//! Provider abstractions for text, image and voice generation
//!
//! The pipeline only sees the traits, so HTTP backends can be swapped
//! for local ones or for fakes in tests.

pub mod anthropic;
pub mod elevenlabs;
pub mod image;
pub mod ollama;
pub mod stability;
pub mod text;
pub mod voice;

use reqwest::Client;
use std::sync::Arc;
use std::time::Duration;

use crate::config::{StoryConfig, TextProvider};
use crate::error::{Error, Result};

pub use anthropic::AnthropicClient;
pub use elevenlabs::ElevenLabsClient;
pub use image::{ImageGenerator, ImageRequest};
pub use ollama::OllamaClient;
pub use stability::StabilityClient;
pub use text::TextGenerator;
pub use voice::{VoiceGenerator, VoiceRequest};

/// Backends selected by a configuration
pub struct Backends {
    pub text: Arc<dyn TextGenerator>,
    pub image: Arc<dyn ImageGenerator>,
    pub voice: Option<Arc<dyn VoiceGenerator>>,
}

/// Shared HTTP client with connect and request timeouts from configuration
pub fn http_client(config: &StoryConfig) -> Result<Client> {
    let mut builder = Client::builder()
        .connect_timeout(Duration::from_secs(config.processing.connect_timeout_secs))
        .pool_max_idle_per_host(5);

    if config.retry.attempt_timeout_secs > 0 {
        builder = builder.timeout(Duration::from_secs(config.retry.attempt_timeout_secs));
    }

    builder
        .build()
        .map_err(|e| Error::internal(format!("failed to create HTTP client: {}", e)))
}

/// Build the HTTP backends a configuration asks for
pub fn backends_from_config(config: &StoryConfig) -> Result<Backends> {
    let client = http_client(config)?;

    let text: Arc<dyn TextGenerator> = match config.text.provider {
        TextProvider::Ollama => Arc::new(OllamaClient::new(client.clone(), &config.text.ollama)),
        TextProvider::Anthropic => {
            Arc::new(AnthropicClient::new(client.clone(), &config.text.anthropic))
        }
    };

    let image: Arc<dyn ImageGenerator> = Arc::new(StabilityClient::new(client.clone(), &config.image));

    let voice: Option<Arc<dyn VoiceGenerator>> = if config.voice.enabled {
        Some(Arc::new(ElevenLabsClient::new(client, &config.voice)))
    } else {
        None
    };

    tracing::info!(
        "Backends: text={} ({}), image={}, voice={}",
        text.name(),
        text.model(),
        image.name(),
        voice.as_ref().map(|v| v.name()).unwrap_or("disabled")
    );

    Ok(Backends { text, image, voice })
}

——

**Work to complete:** Each entry is to be retyped exactly as it appears.

**Expected answer:**
//! Provider abstractions for text, image and voice generation
//!
//! The pipeline only sees the traits, so HTTP backends can be swapped
//! for local ones or for fakes in tests.

pub mod anthropic;
pub mod elevenlabs;
pub mod image;
pub mod ollama;
pub mod stability;
pub mod text;
pub mod voice;

use reqwest::Client;
use std::sync::Arc;
use std::time::Duration;

use crate::config::{StoryConfig, TextProvider};
use crate::error::{Error, Result};

pub use anthropic::AnthropicClient;
pub use elevenlabs::ElevenLabsClient;
pub use image::{ImageGenerator, ImageRequest};
pub use ollama::OllamaClient;
pub use stability::StabilityClient;
pub use text::TextGenerator;
pub use voice::{VoiceGenerator, VoiceRequest};

/// Backends selected by a configuration
pub struct Backends {
    pub text: Arc<dyn TextGenerator>,
    pub image: Arc<dyn ImageGenerator>,
    pub voice: Option<Arc<dyn VoiceGenerator>>,
}

/// Shared HTTP client with connect and request timeouts from configuration
pub fn http_client(config: &StoryConfig) -> Result<Client> {
    let mut builder = Client::builder()
        .connect_timeout(Duration::from_secs(config.processing.connect_timeout_secs))
        .pool_max_idle_per_host(5);

    if config.retry.attempt_timeout_secs > 0 {
        builder = builder.timeout(Duration::from_secs(config.retry.attempt_timeout_secs));
    }

    builder
        .build()
        .map_err(|e| Error::internal(format!("failed to create HTTP client: {}", e)))
}

/// Build the HTTP backends a configuration asks for
pub fn backends_from_config(config: &StoryConfig) -> Result<Backends> {
    let client = http_client(config)?;

    let text: Arc<dyn TextGenerator> = match config.text.provider {
        TextProvider::Ollama => Arc::new(OllamaClient::new(client.clone(), &config.text.ollama)),
        TextProvider::Anthropic => {
            Arc::new(AnthropicClient::new(client.clone(), &config.text.anthropic))
        }
    };

    let image: Arc<dyn ImageGenerator> = Arc::new(StabilityClient::new(client.clone(), &config.image));

    let voice: Option<Arc<dyn VoiceGenerator>> = if config.voice.enabled {
        Some(Arc::new(ElevenLabsClient::new(client, &config.voice)))
    } else {
        None
    };

    tracing::info!(
        "Backends: text={} ({}), image={}, voice={}",
        text.name(),
        text.model(),
        image.name(),
        voice.as_ref().map(|v| v.name()).unwrap_or("disabled")
    );

    Ok(Backends { text, image, voice })
}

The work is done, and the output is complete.